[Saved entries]
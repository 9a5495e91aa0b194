//! Application state and key handling.

use crossterm::event::{KeyCode, KeyEvent, KeyEventKind};
use timetoe_rules::{GameState, Position};
use tracing::{debug, info, instrument};

use super::input::{digit_to_position, move_cursor, move_selection};
use crate::view::{HistoryEntry, MoveOrder, history_entries};

/// Which panel receives navigation keys.
#[derive(Debug, Clone, Copy, PartialEq, Eq, Default)]
pub enum Focus {
    /// Arrow keys move the board cursor.
    #[default]
    Board,
    /// Arrow keys move through the move list.
    History,
}

/// Main application state.
///
/// Owns the single [`GameState`] of the session and replaces it wholesale
/// on every accepted move or jump.
#[derive(Debug, Clone)]
pub struct App {
    game: GameState,
    cursor: Position,
    focus: Focus,
    order: MoveOrder,
    /// History step under the move-list selection.
    selected: usize,
    should_quit: bool,
}

impl App {
    /// Creates a new application with an empty game.
    pub fn new(order: MoveOrder) -> Self {
        Self {
            game: GameState::new(),
            cursor: Position::Center,
            focus: Focus::Board,
            order,
            selected: 0,
            should_quit: false,
        }
    }

    /// Gets the current game.
    pub fn game(&self) -> &GameState {
        &self.game
    }

    /// Board cursor.
    pub fn cursor(&self) -> Position {
        self.cursor
    }

    /// Focused panel.
    pub fn focus(&self) -> Focus {
        self.focus
    }

    /// Move list order.
    pub fn order(&self) -> MoveOrder {
        self.order
    }

    /// History step under the move-list selection.
    pub fn selected(&self) -> usize {
        self.selected
    }

    /// Whether the user asked to quit.
    pub fn should_quit(&self) -> bool {
        self.should_quit
    }

    /// The move list as displayed.
    pub fn entries(&self) -> Vec<HistoryEntry> {
        history_entries(&self.game, self.order)
    }

    /// Plays the current player's mark at `position`.
    ///
    /// Occupied squares and moves after a win are ignored.
    #[instrument(skip(self))]
    pub fn play(&mut self, position: Position) {
        match self.game.apply_move(position) {
            Ok(next) => {
                self.game = next;
                self.selected = self.game.step();
            }
            Err(reason) => debug!(%reason, "Move ignored"),
        }
    }

    /// Shows the board as it was after `step` moves.
    #[instrument(skip(self))]
    pub fn jump(&mut self, step: usize) {
        match self.game.jump_to(step) {
            Ok(next) => {
                self.game = next;
                self.selected = step;
            }
            Err(reason) => debug!(%reason, "Jump ignored"),
        }
    }

    /// Flips the move list between ascending and descending.
    pub fn toggle_order(&mut self) {
        self.order = self.order.toggle();
        debug!(order = ?self.order, "Move order toggled");
    }

    /// Starts a new game.
    #[instrument(skip(self))]
    pub fn restart(&mut self) {
        info!("Restarting game");
        self.game = GameState::new();
        self.selected = 0;
    }

    /// Handles one key press.
    #[instrument(skip(self), fields(code = ?key.code))]
    pub fn handle_key(&mut self, key: KeyEvent) {
        // crossterm reports both press and release on some platforms.
        if key.kind == KeyEventKind::Release {
            return;
        }

        match key.code {
            KeyCode::Char('q') | KeyCode::Char('Q') | KeyCode::Esc => {
                info!("User quit");
                self.should_quit = true;
            }
            KeyCode::Tab | KeyCode::BackTab => self.switch_focus(),
            KeyCode::Char('o') | KeyCode::Char('O') => self.toggle_order(),
            KeyCode::Char('r') | KeyCode::Char('R') => self.restart(),
            KeyCode::Char(c) if c.is_ascii_digit() => {
                if let Some(position) = digit_to_position(c) {
                    self.cursor = position;
                    self.play(position);
                }
            }
            code => match self.focus {
                Focus::Board => self.handle_board_key(code),
                Focus::History => self.handle_history_key(code),
            },
        }
    }

    fn switch_focus(&mut self) {
        self.focus = match self.focus {
            Focus::Board => {
                self.selected = self.game.step();
                Focus::History
            }
            Focus::History => Focus::Board,
        };
    }

    fn handle_board_key(&mut self, code: KeyCode) {
        match code {
            KeyCode::Enter | KeyCode::Char(' ') => self.play(self.cursor),
            _ => self.cursor = move_cursor(self.cursor, code),
        }
    }

    fn handle_history_key(&mut self, code: KeyCode) {
        let entries = self.entries();
        let row = entries
            .iter()
            .position(|e| e.step == self.selected)
            .unwrap_or(0);

        match code {
            KeyCode::Enter | KeyCode::Char(' ') => self.jump(self.selected),
            _ => {
                let row = move_selection(row, entries.len(), code);
                if let Some(entry) = entries.get(row) {
                    self.selected = entry.step;
                }
            }
        }
    }
}

impl Default for App {
    fn default() -> Self {
        Self::new(MoveOrder::default())
    }
}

Task instructions - Transcribe each entry. Leave nothing out.

Solution to this problem -
repository 9a5495e91aa0b194
//! Application state and key handling.

use crossterm::event::{KeyCode, KeyEvent, KeyEventKind};
use timetoe_rules::{GameState, Position};
use tracing::{debug, info, instrument};

use super::input::{digit_to_position, move_cursor, move_selection};
use crate::view::{HistoryEntry, MoveOrder, history_entries};

/// Which panel receives navigation keys.
#[derive(Debug, Clone, Copy, PartialEq, Eq, Default)]
pub enum Focus {
    /// Arrow keys move the board cursor.
    #[default]
    Board,
    /// Arrow keys move through the move list.
    History,
}

/// Main application state.
///
/// Owns the single [`GameState`] of the session and replaces it wholesale
/// on every accepted move or jump.
#[derive(Debug, Clone)]
pub struct App {
    game: GameState,
    cursor: Position,
    focus: Focus,
    order: MoveOrder,
    /// History step under the move-list selection.
    selected: usize,
    should_quit: bool,
}

impl App {
    /// Creates a new application with an empty game.
    pub fn new(order: MoveOrder) -> Self {
        Self {
            game: GameState::new(),
            cursor: Position::Center,
            focus: Focus::Board,
            order,
            selected: 0,
            should_quit: false,
        }
    }

    /// Gets the current game.
    pub fn game(&self) -> &GameState {
        &self.game
    }

    /// Board cursor.
    pub fn cursor(&self) -> Position {
        self.cursor
    }

    /// Focused panel.
    pub fn focus(&self) -> Focus {
        self.focus
    }

    /// Move list order.
    pub fn order(&self) -> MoveOrder {
        self.order
    }

    /// History step under the move-list selection.
    pub fn selected(&self) -> usize {
        self.selected
    }

    /// Whether the user asked to quit.
    pub fn should_quit(&self) -> bool {
        self.should_quit
    }

    /// The move list as displayed.
    pub fn entries(&self) -> Vec<HistoryEntry> {
        history_entries(&self.game, self.order)
    }

    /// Plays the current player's mark at `position`.
    ///
    /// Occupied squares and moves after a win are ignored.
    #[instrument(skip(self))]
    pub fn play(&mut self, position: Position) {
        match self.game.apply_move(position) {
            Ok(next) => {
                self.game = next;
                self.selected = self.game.step();
            }
            Err(reason) => debug!(%reason, "Move ignored"),
        }
    }

    /// Shows the board as it was after `step` moves.
    #[instrument(skip(self))]
    pub fn jump(&mut self, step: usize) {
        match self.game.jump_to(step) {
            Ok(next) => {
                self.game = next;
                self.selected = step;
            }
            Err(reason) => debug!(%reason, "Jump ignored"),
        }
    }

    /// Flips the move list between ascending and descending.
    pub fn toggle_order(&mut self) {
        self.order = self.order.toggle();
        debug!(order = ?self.order, "Move order toggled");
    }

    /// Starts a new game.
    #[instrument(skip(self))]
    pub fn restart(&mut self) {
        info!("Restarting game");
        self.game = GameState::new();
        self.selected = 0;
    }

    /// Handles one key press.
    #[instrument(skip(self), fields(code = ?key.code))]
    pub fn handle_key(&mut self, key: KeyEvent) {
        // crossterm reports both press and release on some platforms.
        if key.kind == KeyEventKind::Release {
            return;
        }

        match key.code {
            KeyCode::Char('q') | KeyCode::Char('Q') | KeyCode::Esc => {
                info!("User quit");
                self.should_quit = true;
            }
            KeyCode::Tab | KeyCode::BackTab => self.switch_focus(),
            KeyCode::Char('o') | KeyCode::Char('O') => self.toggle_order(),
            KeyCode::Char('r') | KeyCode::Char('R') => self.restart(),
            KeyCode::Char(c) if c.is_ascii_digit() => {
                if let Some(position) = digit_to_position(c) {
                    self.cursor = position;
                    self.play(position);
                }
            }
            code => match self.focus {
                Focus::Board => self.handle_board_key(code),
                Focus::History => self.handle_history_key(code),
            },
        }
    }

    fn switch_focus(&mut self) {
        self.focus = match self.focus {
            Focus::Board => {
                self.selected = self.game.step();
                Focus::History
            }
            Focus::History => Focus::Board,
        };
    }

    fn handle_board_key(&mut self, code: KeyCode) {
        match code {
            KeyCode::Enter | KeyCode::Char(' ') => self.play(self.cursor),
            _ => self.cursor = move_cursor(self.cursor, code),
        }
    }

    fn handle_history_key(&mut self, code: KeyCode) {
        let entries = self.entries();
        let row = entries
            .iter()
            .position(|e| e.step == self.selected)
            .unwrap_or(0);

        match code {
            KeyCode::Enter | KeyCode::Char(' ') => self.jump(self.selected),
            _ => {
                let row = move_selection(row, entries.len(), code);
                if let Some(entry) = entries.get(row) {
                    self.selected = entry.step;
                }
            }
        }
    }
}

impl Default for App {
    fn default() -> Self {
        Self::new(MoveOrder::default())
    }
}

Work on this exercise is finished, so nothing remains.